Up until yesterday, the outlook for the coronavirus outbreak in the United States was starting to look better.
By most measuring sticks — new cases and deaths per day nationally, state-level cases and deaths, county-level cases and deaths — the “curve” in most places in the United States appeared to be plateauing and maybe even starting to decline. Most places still are, although yesterday the daily death count jumped from Monday’s 1,939 to 2,804 (!). New York continued to lead the pack with 764 dead, followed by New Jersey (376), Pennsylvania (266), Michigan (232) and Massachusetts (152).

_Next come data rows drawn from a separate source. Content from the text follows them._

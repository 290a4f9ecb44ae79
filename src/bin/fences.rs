use outlier_fences::cli;
use tracing_subscriber::EnvFilter;

/// `RUST_LOG` wins over `--verbose`
fn init_tracing(verbose: bool) {
    let default = if verbose { "debug" } else { "warn" };

    tracing_subscriber::fmt()
        .with_env_filter(
            EnvFilter::try_from_default_env().unwrap_or_else(|_| EnvFilter::new(default)),
        )
        .with_writer(std::io::stderr)
        .init();
}

fn main() {
    let args = cli::parse_args();
    init_tracing(args.verbose);

    if let Err(e) = cli::run(&args) {
        cli::report_error(&e);
        std::process::exit(1);
    }
}
/// Formats a data point or statistic with ~5 significant digits
pub fn value(x: f64) -> String {
    let abs = x.abs();

    if abs != 0.0 && (abs < 1e-3 || abs >= 1e6) {
        return format!("{:.4e}", x);
    }

    let sign = if x < 0.0 { "\u{2212}" } else { "" };

    format!("{}{}", sign, short(abs))
}

pub fn short(n: f64) -> String {
    if n < 10.0 {
        format!("{:.4}", n)
    } else if n < 100.0 {
        format!("{:.3}", n)
    } else if n < 1000.0 {
        format!("{:.2}", n)
    } else if n < 10000.0 {
        format!("{:.1}", n)
    } else {
        format!("{:.0}", n)
    }
}

/// `part` as a percentage of `total`
pub fn percent(part: usize, total: usize) -> String {
    if total == 0 {
        return "0.00%".to_owned();
    }

    format!("{:.2}%", 100. * part as f64 / total as f64)
}

/// Format a number with thousands separators.
fn thousands_sep(mut n: u64, sep: char) -> String {
    let mut groups = Vec::new();

    loop {
        let group = n % 1000;
        n /= 1000;

        if n == 0 {
            groups.push(group.to_string());
            break;
        }

        groups.push(format!("{:03}", group));
    }

    groups.reverse();
    groups.join(&sep.to_string())
}

/// Format a count, including thousands-separators.
pub fn integer(n: usize) -> String {
    thousands_sep(n as u64, ',')
}

#[cfg(test)]
mod test {
    use super::*;

    #[test]
    fn short_max_len() {
        let mut float = 1.0;
        while float < 999_999.9 {
            let string = short(float);
            assert!(string.len() <= 6);
            float *= 2.0;
        }
    }

    #[test]
    fn values() {
        assert_eq!(value(0.0), "0.0000");
        assert_eq!(value(16.75), "16.750");
        assert_eq!(value(-7.0), "\u{2212}7.0000");
        assert_eq!(value(1.5e7), "1.5000e7");
    }

    #[test]
    fn percentages() {
        assert_eq!(percent(1, 12), "8.33%");
        assert_eq!(percent(0, 0), "0.00%");
    }

    #[test]
    fn integer_thousands_sep() {
        assert_eq!(integer(140_352_319), "140,352,319");
        assert_eq!(integer(10_000), "10,000");
        assert_eq!(integer(7), "7");
    }
}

Yesterday’s awful numbers may complicate the effort to start the much-needed reopening of businesses around the country. Considering the catastrophic state of the economy, a gradual, phased-in reopening of society makes sense — encouraging every American going out in public to wear masks and to continue to practice social distancing at all times. First and foremost, Americans should get their non-coronavirus health care needs met, in a manner that keeps those vulnerable to infection separate from those being treated for the coronavirus.
Unfortunately, we may need to continue to minimize our interaction with others — shop, but don’t linger. Factories could restart, albeit with efforts to keep masked workers farther apart than before. Construction projects could restart if they stopped. Americans could get the car repaired, take the clothes to the dry cleaners.
Perhaps we could really go nuts and allow Michiganders to buy carpet or flooring, furniture, garden centers and plant nurseries, or paint.
Maybe movie theaters and dine-in restaurants could open, if the patrons were seated sufficiently far apart — but apparently ventilation systems make it easy to spread the virus around, so maybe those patrons will have to be really far apart. Eating requires us to use our mouths, and that will inevitably make wearing masks less effective.
Wide-open spaces like parks and beaches seem pretty safe, as long as everyone practices social distancing.
But some of the reopening decisions recently announced by Georgia governor Brian Kemp feel a little riskier. Gyms? That seems like a spot where people would sweat and shed viruses a lot. How often will they be wiping down and disinfecting the equipment? Haircuts? Manicures and pedicures? Massages? Tattoos? Any job where a non-medical worker touches or closely interacts with a lot of other people throughout the course of the day feels rather risky at this point. At minimum, this is going to require the kinds of personal protective equipment being used in hospitals right now; Kemp’s order “strongly encourages” the use of PPE, and cleaning and disinfecting any ATMs, credit or debit card pinpads, and electronic signature pads, “after each transaction, if possible.”
How comfortable would you feel, closely interacting with someone who has been closely interacting with other people all day long? How comfortable are you pressing a button on an ATM or credit card pinpad?